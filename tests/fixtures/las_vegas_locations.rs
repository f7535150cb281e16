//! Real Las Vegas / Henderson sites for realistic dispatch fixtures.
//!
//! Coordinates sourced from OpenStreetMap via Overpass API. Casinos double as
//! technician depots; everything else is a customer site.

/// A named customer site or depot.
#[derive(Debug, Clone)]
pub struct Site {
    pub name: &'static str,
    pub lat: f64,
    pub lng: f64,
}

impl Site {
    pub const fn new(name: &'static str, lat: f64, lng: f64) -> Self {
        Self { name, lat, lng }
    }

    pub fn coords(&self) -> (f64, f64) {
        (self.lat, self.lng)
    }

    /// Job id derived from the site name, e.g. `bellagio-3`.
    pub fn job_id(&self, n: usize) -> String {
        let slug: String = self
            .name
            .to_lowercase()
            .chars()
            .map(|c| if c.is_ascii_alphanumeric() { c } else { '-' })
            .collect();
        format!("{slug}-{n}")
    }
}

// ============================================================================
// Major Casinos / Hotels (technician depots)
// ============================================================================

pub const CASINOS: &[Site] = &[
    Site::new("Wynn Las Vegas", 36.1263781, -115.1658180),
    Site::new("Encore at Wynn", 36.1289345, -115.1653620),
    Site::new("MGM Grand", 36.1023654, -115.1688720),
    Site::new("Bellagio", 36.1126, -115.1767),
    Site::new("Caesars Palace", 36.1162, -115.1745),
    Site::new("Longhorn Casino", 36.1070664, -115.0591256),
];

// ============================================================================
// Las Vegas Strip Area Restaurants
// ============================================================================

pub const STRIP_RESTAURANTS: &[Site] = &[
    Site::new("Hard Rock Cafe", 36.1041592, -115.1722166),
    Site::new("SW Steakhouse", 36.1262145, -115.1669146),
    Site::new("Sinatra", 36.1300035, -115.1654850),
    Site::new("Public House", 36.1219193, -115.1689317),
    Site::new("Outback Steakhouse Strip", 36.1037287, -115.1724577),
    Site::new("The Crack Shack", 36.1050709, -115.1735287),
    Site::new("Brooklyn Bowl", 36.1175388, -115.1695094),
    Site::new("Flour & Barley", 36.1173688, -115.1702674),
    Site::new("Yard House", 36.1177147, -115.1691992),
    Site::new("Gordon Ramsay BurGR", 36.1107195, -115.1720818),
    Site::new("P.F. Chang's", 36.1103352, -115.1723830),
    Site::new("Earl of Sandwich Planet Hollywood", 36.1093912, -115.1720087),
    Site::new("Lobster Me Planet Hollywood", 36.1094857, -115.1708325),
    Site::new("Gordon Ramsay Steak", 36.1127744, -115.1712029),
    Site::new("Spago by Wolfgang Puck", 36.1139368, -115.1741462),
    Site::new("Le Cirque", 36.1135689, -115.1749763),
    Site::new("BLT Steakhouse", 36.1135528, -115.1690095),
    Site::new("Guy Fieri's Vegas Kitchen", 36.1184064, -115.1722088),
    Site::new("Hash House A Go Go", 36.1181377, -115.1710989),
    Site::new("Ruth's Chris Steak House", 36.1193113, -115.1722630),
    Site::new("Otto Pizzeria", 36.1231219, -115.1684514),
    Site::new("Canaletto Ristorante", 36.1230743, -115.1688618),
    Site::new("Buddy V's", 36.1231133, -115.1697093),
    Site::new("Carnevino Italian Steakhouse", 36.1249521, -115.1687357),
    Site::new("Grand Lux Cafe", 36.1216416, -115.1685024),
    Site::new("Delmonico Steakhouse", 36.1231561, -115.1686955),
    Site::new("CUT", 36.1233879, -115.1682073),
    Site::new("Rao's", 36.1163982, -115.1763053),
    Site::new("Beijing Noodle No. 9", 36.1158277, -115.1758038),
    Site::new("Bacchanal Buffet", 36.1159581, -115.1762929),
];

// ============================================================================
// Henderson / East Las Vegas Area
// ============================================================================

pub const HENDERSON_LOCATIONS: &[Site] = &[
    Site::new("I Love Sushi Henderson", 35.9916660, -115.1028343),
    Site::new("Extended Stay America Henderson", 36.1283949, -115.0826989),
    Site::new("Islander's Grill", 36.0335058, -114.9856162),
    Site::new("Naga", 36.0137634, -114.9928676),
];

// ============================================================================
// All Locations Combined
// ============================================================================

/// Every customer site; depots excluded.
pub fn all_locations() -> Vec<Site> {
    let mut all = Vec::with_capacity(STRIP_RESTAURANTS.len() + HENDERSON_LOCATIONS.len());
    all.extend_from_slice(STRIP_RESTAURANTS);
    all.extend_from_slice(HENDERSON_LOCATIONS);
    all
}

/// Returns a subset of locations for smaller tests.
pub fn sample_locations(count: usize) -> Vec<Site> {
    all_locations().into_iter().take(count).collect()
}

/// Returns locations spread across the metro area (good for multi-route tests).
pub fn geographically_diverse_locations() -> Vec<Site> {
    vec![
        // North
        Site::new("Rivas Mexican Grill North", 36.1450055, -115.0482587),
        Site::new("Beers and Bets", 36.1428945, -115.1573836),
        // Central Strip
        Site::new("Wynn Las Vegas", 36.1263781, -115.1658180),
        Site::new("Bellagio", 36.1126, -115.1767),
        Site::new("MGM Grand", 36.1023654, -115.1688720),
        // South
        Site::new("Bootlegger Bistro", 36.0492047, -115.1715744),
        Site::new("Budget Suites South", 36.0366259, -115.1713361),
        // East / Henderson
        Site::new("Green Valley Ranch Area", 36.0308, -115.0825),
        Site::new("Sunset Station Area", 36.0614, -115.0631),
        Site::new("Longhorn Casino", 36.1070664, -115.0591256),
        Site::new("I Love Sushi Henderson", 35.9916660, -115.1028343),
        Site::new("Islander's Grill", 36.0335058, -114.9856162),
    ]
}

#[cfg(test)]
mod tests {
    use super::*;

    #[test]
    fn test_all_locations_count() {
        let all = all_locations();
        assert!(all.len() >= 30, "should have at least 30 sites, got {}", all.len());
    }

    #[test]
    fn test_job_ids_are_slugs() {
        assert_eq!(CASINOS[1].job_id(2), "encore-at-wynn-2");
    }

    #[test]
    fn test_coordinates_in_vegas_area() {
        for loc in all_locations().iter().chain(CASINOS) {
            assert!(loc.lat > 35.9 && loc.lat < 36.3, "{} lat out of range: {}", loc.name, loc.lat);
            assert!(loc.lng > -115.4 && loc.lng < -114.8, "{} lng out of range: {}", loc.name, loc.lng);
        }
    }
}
━━━━━━━━━━━━━━━━━━━━━━━━━━━━━━
→ **What is being asked**:
Take the stretch of lines above from the one containing "pub fn geographically_diverse_locations()" through the one containing "East / Henderson" and repeat it exactly, adding no other line.

→ **Response box**:
pub fn geographically_diverse_locations() -> Vec<Site> {
    vec![
        // North
        Site::new("Rivas Mexican Grill North", 36.1450055, -115.0482587),
        Site::new("Beers and Bets", 36.1428945, -115.1573836),
        // Central Strip
        Site::new("Wynn Las Vegas", 36.1263781, -115.1658180),
        Site::new("Bellagio", 36.1126, -115.1767),
        Site::new("MGM Grand", 36.1023654, -115.1688720),
        // South
        Site::new("Bootlegger Bistro", 36.0492047, -115.1715744),
        Site::new("Budget Suites South", 36.0366259, -115.1713361),
        // East / Henderson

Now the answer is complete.